Fig. 2.7 Posterior predictive checks for a set of simple hypothetical models. On the first column, the blue solid line represents the observed data and the light-gray ones predictions from an hypothetical model. On the second column, the solid line is the KDE of the proportion of predicted values that are less or equal than the observed data. The dashed lines represent the expected distribution for a dataset of the same size as the observed data. On the third panel, the KDE is for the proportion of predicted values that are less or equal than the observed computed per each observation. The white lines represent the expected Uniform distribution and the gray band the expected deviations from uniformity for a dataset of the same size as the one used. This figure was made using the ArviZ’s functions az.plot_ppc(.), az.plot_bpv(., kind="p_values") and az.plot_bpv(., kind="u_values").

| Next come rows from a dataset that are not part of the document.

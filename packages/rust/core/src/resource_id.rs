//! Helpers for pulling names out of ARM resource IDs.
//!
//! ARM is inconsistent about casing (`resourceGroups` vs `resourcegroups`),
//! so segment names are matched case-insensitively. Segment values keep the
//! casing they have in the ID.

use std::sync::LazyLock;

use regex::Regex;

static SUBSCRIPTION_RE: LazyLock<Regex> =
    LazyLock::new(|| Regex::new(r"(?i)^(/subscriptions/[^/]+)").expect("valid regex"));

static RESOURCE_GROUP_RE: LazyLock<Regex> = LazyLock::new(|| {
    Regex::new(r"(?i)^(/subscriptions/[^/]+/resourceGroups/([^/]+))").expect("valid regex")
});

static EVENT_GRID_DOMAIN_RE: LazyLock<Regex> = LazyLock::new(|| {
    Regex::new(r"(?i)/providers/Microsoft\.EventGrid/domains/([^/]+)").expect("valid regex")
});

static IP_CONFIGURATION_RE: LazyLock<Regex> = LazyLock::new(|| {
    Regex::new(r"(?i)^(.+/networkInterfaces/[^/]+)/ipConfigurations/[^/]+$").expect("valid regex")
});

/// `/subscriptions/{sub}` prefix of a resource ID.
pub fn subscription_path(id: &str) -> Option<&str> {
    SUBSCRIPTION_RE
        .captures(id)
        .and_then(|c| c.get(1))
        .map(|m| m.as_str())
}

/// Name of the resource group a resource lives in.
pub fn resource_group_name(id: &str) -> Option<&str> {
    RESOURCE_GROUP_RE
        .captures(id)
        .and_then(|c| c.get(2))
        .map(|m| m.as_str())
}

/// `/subscriptions/{sub}/resourceGroups/{name}` prefix of a resource ID.
pub fn resource_group_id(id: &str) -> Option<&str> {
    RESOURCE_GROUP_RE
        .captures(id)
        .and_then(|c| c.get(1))
        .map(|m| m.as_str())
}

/// Name of the Event Grid domain a domain topic belongs to.
pub fn event_grid_domain_name(id: &str) -> Option<&str> {
    EVENT_GRID_DOMAIN_RE
        .captures(id)
        .and_then(|c| c.get(1))
        .map(|m| m.as_str())
}

/// Network interface owning an IP configuration
/// (`.../networkInterfaces/nic1/ipConfigurations/ipconfig1` → `.../networkInterfaces/nic1`).
pub fn network_interface_id(ip_configuration_id: &str) -> Option<&str> {
    IP_CONFIGURATION_RE
        .captures(ip_configuration_id)
        .and_then(|c| c.get(1))
        .map(|m| m.as_str())
}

Posterior predictive checks, either using plots or numerical summaries, or even a combination of both, is a very flexible idea. This concept is general enough to let the practitioner use their imagination to come up with different ways to explore, evaluate, and better understand model through their predictions and how well a model (or models) work for a particular problem.

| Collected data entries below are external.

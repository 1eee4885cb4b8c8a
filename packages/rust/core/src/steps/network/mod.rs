//! Virtual networks, subnets, interfaces, public IPs, security groups and
//! load balancers.

pub mod constants;
pub mod converters;

use std::collections::HashSet;

use serde::Deserialize;
use tracing::{info, warn};

use cloudgraph_client::network::NetworkInterface;
use cloudgraph_shared::{CloudGraphError, RawData, RelationshipSchema, Result};

use crate::job_state::{JobState, LinkOutcome};
use crate::registry::{BoxFuture, Step, StepContext};
use crate::resource_id::network_interface_id;
use crate::steps::active_directory::STEP_AD_ACCOUNT;
use crate::steps::resources::{STEP_RM_RESOURCES_RESOURCE_GROUPS, link_resource_group};
use crate::steps::web_linker;

pub use self::constants::*;
use self::converters::*;

/// Link `from_key` to the entity whose key matches `target_id`, ignoring case.
fn link_by_id(
    state: &mut JobState,
    schema: &RelationshipSchema,
    from_key: &str,
    target_id: &str,
) -> Result<LinkOutcome> {
    let target_key = state
        .find_entity_ignore_case(target_id)
        .map(|target| target.key.clone())
        .unwrap_or_else(|| target_id.to_string());
    state.link(schema.create(from_key, &target_key))
}

fn fetch_network_interfaces<'a>(ctx: &'a mut StepContext<'_>) -> BoxFuture<'a, Result<()>> {
    Box::pin(async move {
        let client = ctx.client;
        let state = &mut *ctx.job_state;
        let linker = web_linker(state)?;

        let count = client
            .iterate_network_interfaces(|nic| {
                let key = state
                    .add_entity(create_network_interface_entity(&linker, &nic)?)?
                    .key
                    .clone();
                link_resource_group(state, &key)?;
                Ok(())
            })
            .await?;

        info!(count, "network interfaces ingested");
        Ok(())
    })
}

fn fetch_public_ip_addresses<'a>(ctx: &'a mut StepContext<'_>) -> BoxFuture<'a, Result<()>> {
    Box::pin(async move {
        let client = ctx.client;
        let state = &mut *ctx.job_state;
        let linker = web_linker(state)?;

        let count = client
            .iterate_public_ip_addresses(|address| {
                let key = state
                    .add_entity(create_public_ip_address_entity(&linker, &address)?)?
                    .key
                    .clone();
                link_resource_group(state, &key)?;
                Ok(())
            })
            .await?;

        info!(count, "public IP addresses ingested");
        Ok(())
    })
}

fn fetch_virtual_networks<'a>(ctx: &'a mut StepContext<'_>) -> BoxFuture<'a, Result<()>> {
    Box::pin(async move {
        let client = ctx.client;
        let state = &mut *ctx.job_state;
        let linker = web_linker(state)?;

        let count = client
            .iterate_virtual_networks(|vnet| {
                let vnet_entity = create_virtual_network_entity(&linker, &vnet)?;
                let vnet_key = state.add_entity(vnet_entity)?.key.clone();
                link_resource_group(state, &vnet_key)?;

                for subnet in &vnet.properties.subnets {
                    let subnet_entity = create_subnet_entity(&linker, &vnet, subnet)?;
                    let subnet_key = state.add_entity(subnet_entity)?.key.clone();
                    state.add_relationship(
                        VIRTUAL_NETWORK_CONTAINS_SUBNET.create(&vnet_key, &subnet_key),
                    )?;
                    link_resource_group(state, &subnet_key)?;
                }
                Ok(())
            })
            .await?;

        info!(count, "virtual networks ingested");
        Ok(())
    })
}

fn fetch_network_security_groups<'a>(ctx: &'a mut StepContext<'_>) -> BoxFuture<'a, Result<()>> {
    Box::pin(async move {
        let client = ctx.client;
        let state = &mut *ctx.job_state;
        let linker = web_linker(state)?;

        let count = client
            .iterate_network_security_groups(|nsg| {
                let key = state
                    .add_entity(create_network_security_group_entity(&linker, &nsg)?)?
                    .key
                    .clone();
                link_resource_group(state, &key)?;

                let mut seen = HashSet::new();
                let subnet_ids = nsg.properties.subnets.iter().filter_map(|s| s.id.as_deref());
                for subnet_id in subnet_ids.filter(|id| seen.insert(id.to_lowercase())) {
                    link_by_id(state, &SECURITY_GROUP_PROTECTS_SUBNET, &key, subnet_id)?;
                }
                let nic_ids = nsg
                    .properties
                    .network_interfaces
                    .iter()
                    .filter_map(|n| n.id.as_deref());
                for nic_id in nic_ids.filter(|id| seen.insert(id.to_lowercase())) {
                    link_by_id(state, &SECURITY_GROUP_PROTECTS_NIC, &key, nic_id)?;
                }
                Ok(())
            })
            .await?;

        info!(count, "network security groups ingested");
        Ok(())
    })
}

fn fetch_load_balancers<'a>(ctx: &'a mut StepContext<'_>) -> BoxFuture<'a, Result<()>> {
    Box::pin(async move {
        let client = ctx.client;
        let state = &mut *ctx.job_state;
        let linker = web_linker(state)?;

        let count = client
            .iterate_load_balancers(|lb| {
                let key = state
                    .add_entity(create_load_balancer_entity(&linker, &lb)?)?
                    .key
                    .clone();
                link_resource_group(state, &key)?;

                // Several backend configurations usually sit on one NIC.
                let mut seen = HashSet::new();
                let nic_ids = lb
                    .backend_ip_configuration_ids()
                    .filter_map(network_interface_id)
                    .filter(|id| seen.insert(id.to_lowercase()));
                for nic_id in nic_ids {
                    link_by_id(state, &LOAD_BALANCER_CONNECTS_NIC, &key, nic_id)?;
                }
                Ok(())
            })
            .await?;

        info!(count, "load balancers ingested");
        Ok(())
    })
}

/// Stored NIC with the payload it was built from.
#[derive(Debug, Deserialize)]
struct NetworkInterfaceRef {
    #[serde(rename = "_key")]
    key: String,
    #[serde(rename = "_rawData", default)]
    raw_data: Vec<RawData>,
}

impl NetworkInterfaceRef {
    fn payload(&self) -> Result<Option<NetworkInterface>> {
        self.raw_data
            .iter()
            .find(|raw| raw.name == "default")
            .map(|raw| {
                NetworkInterface::deserialize(&raw.raw_data)
                    .map_err(|e| CloudGraphError::parse(format!("{}: {e}", self.key)))
            })
            .transpose()
    }
}

fn build_nic_public_ip_relationships<'a>(
    ctx: &'a mut StepContext<'_>,
) -> BoxFuture<'a, Result<()>> {
    Box::pin(async move {
        let state = &mut *ctx.job_state;
        let nics: Vec<NetworkInterfaceRef> =
            state.entities_of_type(NETWORK_INTERFACE_ENTITY_TYPE);

        let mut linked = 0usize;
        for nic in &nics {
            let Some(payload) = nic.payload()? else {
                warn!(key = %nic.key, "network interface without raw data, skipping");
                continue;
            };

            let mut seen = HashSet::new();
            let public_ip_ids = payload
                .properties
                .ip_configurations
                .iter()
                .filter_map(|c| c.properties.public_ip_address.as_ref())
                .filter_map(|address| address.id.as_deref())
                .filter(|id| seen.insert(id.to_lowercase()));
            for address_id in public_ip_ids {
                if link_by_id(state, &NIC_USES_PUBLIC_IP, &nic.key, address_id)?
                    == LinkOutcome::Linked
                {
                    linked += 1;
                }
            }
        }

        info!(linked, "network interface public IP relationships built");
        Ok(())
    })
}

pub fn steps() -> Vec<Step> {
    vec![
        Step {
            id: STEP_RM_NETWORK_INTERFACES,
            name: "Network Interfaces",
            entities: &[NETWORK_INTERFACE_ENTITY],
            relationships: &[RESOURCE_GROUP_HAS_NIC],
            depends_on: &[STEP_AD_ACCOUNT, STEP_RM_RESOURCES_RESOURCE_GROUPS],
            handler: fetch_network_interfaces,
        },
        Step {
            id: STEP_RM_NETWORK_PUBLIC_IP_ADDRESSES,
            name: "Public IP Addresses",
            entities: &[PUBLIC_IP_ADDRESS_ENTITY],
            relationships: &[RESOURCE_GROUP_HAS_PUBLIC_IP],
            depends_on: &[STEP_AD_ACCOUNT, STEP_RM_RESOURCES_RESOURCE_GROUPS],
            handler: fetch_public_ip_addresses,
        },
        Step {
            id: STEP_RM_NETWORK_VIRTUAL_NETWORKS,
            name: "Virtual Networks",
            entities: &[VIRTUAL_NETWORK_ENTITY, SUBNET_ENTITY],
            relationships: &[
                VIRTUAL_NETWORK_CONTAINS_SUBNET,
                RESOURCE_GROUP_HAS_VNET,
                RESOURCE_GROUP_HAS_SUBNET,
            ],
            depends_on: &[STEP_AD_ACCOUNT, STEP_RM_RESOURCES_RESOURCE_GROUPS],
            handler: fetch_virtual_networks,
        },
        Step {
            id: STEP_RM_NETWORK_SECURITY_GROUPS,
            name: "Network Security Groups",
            entities: &[SECURITY_GROUP_ENTITY],
            relationships: &[
                SECURITY_GROUP_PROTECTS_SUBNET,
                SECURITY_GROUP_PROTECTS_NIC,
                RESOURCE_GROUP_HAS_SECURITY_GROUP,
            ],
            depends_on: &[
                STEP_AD_ACCOUNT,
                STEP_RM_NETWORK_VIRTUAL_NETWORKS,
                STEP_RM_NETWORK_INTERFACES,
            ],
            handler: fetch_network_security_groups,
        },
        Step {
            id: STEP_RM_NETWORK_LOAD_BALANCERS,
            name: "Load Balancers",
            entities: &[LOAD_BALANCER_ENTITY],
            relationships: &[LOAD_BALANCER_CONNECTS_NIC, RESOURCE_GROUP_HAS_LB],
            depends_on: &[STEP_AD_ACCOUNT, STEP_RM_NETWORK_INTERFACES],
            handler: fetch_load_balancers,
        },
        Step {
            id: STEP_RM_NETWORK_NIC_PUBLIC_IP_RELATIONSHIPS,
            name: "Network Interface Public IP Relationships",
            entities: &[],
            relationships: &[NIC_USES_PUBLIC_IP],
            depends_on: &[STEP_RM_NETWORK_INTERFACES, STEP_RM_NETWORK_PUBLIC_IP_ADDRESSES],
            handler: build_nic_public_ip_relationships,
        },
    ]
}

2.4. Diagnosing Numerical Inference

Using numerical methods to approximate the posterior distribution allows us to solve Bayesian models that could be tedious to solve with pen and paper or that could be mathematically intractable. Unfortunately, they do not always work as expected. For that reason we must always evaluate if the results they offer are of any use. We can do that using a collection of numerical and visual diagnostic tools. In this section we will discuss the most common and useful diagnostics tools for Markov chain Monte Carlo methods.

To help us understand these diagnostic tools, we are going to create three synthetic posteriors. The first one is a sample from a \(\text{Beta}(2, 5)\). We generate it using SciPy, and we call it good_chains. This is an example of a “good” sample because we are generating independent and identically distributed (iid) draws and ideally this is what we want in order to approximate the posterior. The second one is called bad_chains0 and represents a poor sample from the posterior. We generate it by sorting good_chains and then adding a small Gaussian error. bad_chains0 is a poor sample for two reasons:

  • The values are not independent. On the contrary they are highly autocorrelated, meaning that given any number at any position in the sequence we can compute the values coming before and after with high precision.

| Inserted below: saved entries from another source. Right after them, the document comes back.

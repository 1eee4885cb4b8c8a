//! Resource Manager: key vaults, listed per resource group.

use serde::{Deserialize, Serialize};
use tracing::instrument;

use cloudgraph_shared::Result;

use crate::{Api, AzureClient, Tags};

const KEY_VAULT_API_VERSION: &str = "2019-09-01";

#[derive(Debug, Clone, Default, PartialEq, Serialize, Deserialize)]
#[serde(default)]
pub struct VaultSku {
    #[serde(skip_serializing_if = "Option::is_none")]
    pub family: Option<String>,
    #[serde(skip_serializing_if = "Option::is_none")]
    pub name: Option<String>,
}

#[derive(Debug, Clone, Default, PartialEq, Serialize, Deserialize)]
#[serde(default, rename_all = "camelCase")]
pub struct VaultProperties {
    #[serde(skip_serializing_if = "Option::is_none")]
    pub tenant_id: Option<String>,
    #[serde(skip_serializing_if = "Option::is_none")]
    pub vault_uri: Option<String>,
    #[serde(skip_serializing_if = "Option::is_none")]
    pub sku: Option<VaultSku>,
    #[serde(skip_serializing_if = "Option::is_none")]
    pub enabled_for_deployment: Option<bool>,
    #[serde(skip_serializing_if = "Option::is_none")]
    pub enabled_for_disk_encryption: Option<bool>,
    #[serde(skip_serializing_if = "Option::is_none")]
    pub enabled_for_template_deployment: Option<bool>,
    #[serde(skip_serializing_if = "Option::is_none")]
    pub enable_soft_delete: Option<bool>,
    #[serde(skip_serializing_if = "Option::is_none")]
    pub enable_purge_protection: Option<bool>,
    #[serde(skip_serializing_if = "Option::is_none")]
    pub enable_rbac_authorization: Option<bool>,
}

#[derive(Debug, Clone, Default, PartialEq, Serialize, Deserialize)]
#[serde(default)]
pub struct Vault {
    #[serde(skip_serializing_if = "Option::is_none")]
    pub id: Option<String>,
    #[serde(skip_serializing_if = "Option::is_none")]
    pub name: Option<String>,
    #[serde(rename = "type", skip_serializing_if = "Option::is_none")]
    pub resource_type: Option<String>,
    #[serde(skip_serializing_if = "Option::is_none")]
    pub location: Option<String>,
    #[serde(skip_serializing_if = "Option::is_none")]
    pub tags: Option<Tags>,
    pub properties: VaultProperties,
}

impl AzureClient {
    #[instrument(skip_all, fields(resource_group = resource_group_name))]
    pub async fn iterate_key_vaults<F>(&self, resource_group_name: &str, each: F) -> Result<usize>
    where
        F: FnMut(Vault) -> Result<()>,
    {
        let url = self.management_url(&format!(
            "/subscriptions/{}/resourceGroups/{resource_group_name}/providers/Microsoft.KeyVault/vaults?api-version={KEY_VAULT_API_VERSION}",
            self.subscription_id()?
        ));
        self.iterate_pages(Api::Management, url, each).await
    }
}

#[cfg(test)]
mod tests {
    use crate::test_support::{SUBSCRIPTION, client_for};
    use wiremock::matchers::{method, path};
    use wiremock::{Mock, MockServer, ResponseTemplate};

    #[tokio::test]
    async fn lists_vaults_in_resource_group() {
        let server = MockServer::start().await;
        let client = client_for(&server).await;

        Mock::given(method("GET"))
            .and(path(format!(
                "/subscriptions/{SUBSCRIPTION}/resourceGroups/j1dev/providers/Microsoft.KeyVault/vaults"
            )))
            .respond_with(ResponseTemplate::new(200).set_body_json(serde_json::json!({
                "value": [{
                    "id": format!("/subscriptions/{SUBSCRIPTION}/resourceGroups/j1dev/providers/Microsoft.KeyVault/vaults/keionned1-j1dev"),
                    "name": "keionned1-j1dev",
                    "location": "eastus",
                    "properties": { "vaultUri": "https://keionned1-j1dev.vault.azure.net/" }
                }]
            })))
            .mount(&server)
            .await;

        let mut vaults = Vec::new();
        client
            .iterate_key_vaults("j1dev", |vault| {
                vaults.push(vault);
                Ok(())
            })
            .await
            .unwrap();

        assert_eq!(vaults.len(), 1);
        assert_eq!(
            vaults[0].properties.vault_uri.as_deref(),
            Some("https://keionned1-j1dev.vault.azure.net/")
        );
    }
}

  • The values are not identically distributed, as we are reshaping a previously flattened and sorted array into a 2D array, representing two chains.

The third synthetic posterior called bad_chains1 is generated from good_chains, and we are turning it into a representation of a poor sample from the posterior, by randomly introducing portions where consecutive samples are highly correlated to each other. bad_chains1 represents a very common scenario, a sampler can resolve a region of the parameter space very well, but one or more regions are difficult to sample.

good_chains = stats.beta.rvs(2, 5,size=(2, 2000))
bad_chains0 = np.random.normal(np.sort(good_chains, axis=None), 0.05,
                               size=4000).reshape(2, -1)

bad_chains1 = good_chains.copy()
for i in np.random.randint(1900, size=4):
    bad_chains1[i%2:,i:i+100] = np.random.beta(i, 950, size=100)

chains = {"good_chains":good_chains,

Notice that the 3 synthetic posteriors are samples from a scalar (single parameter) posterior distribution. This is enough for our current discussion as all the diagnostics we will see are computed per parameter in the model.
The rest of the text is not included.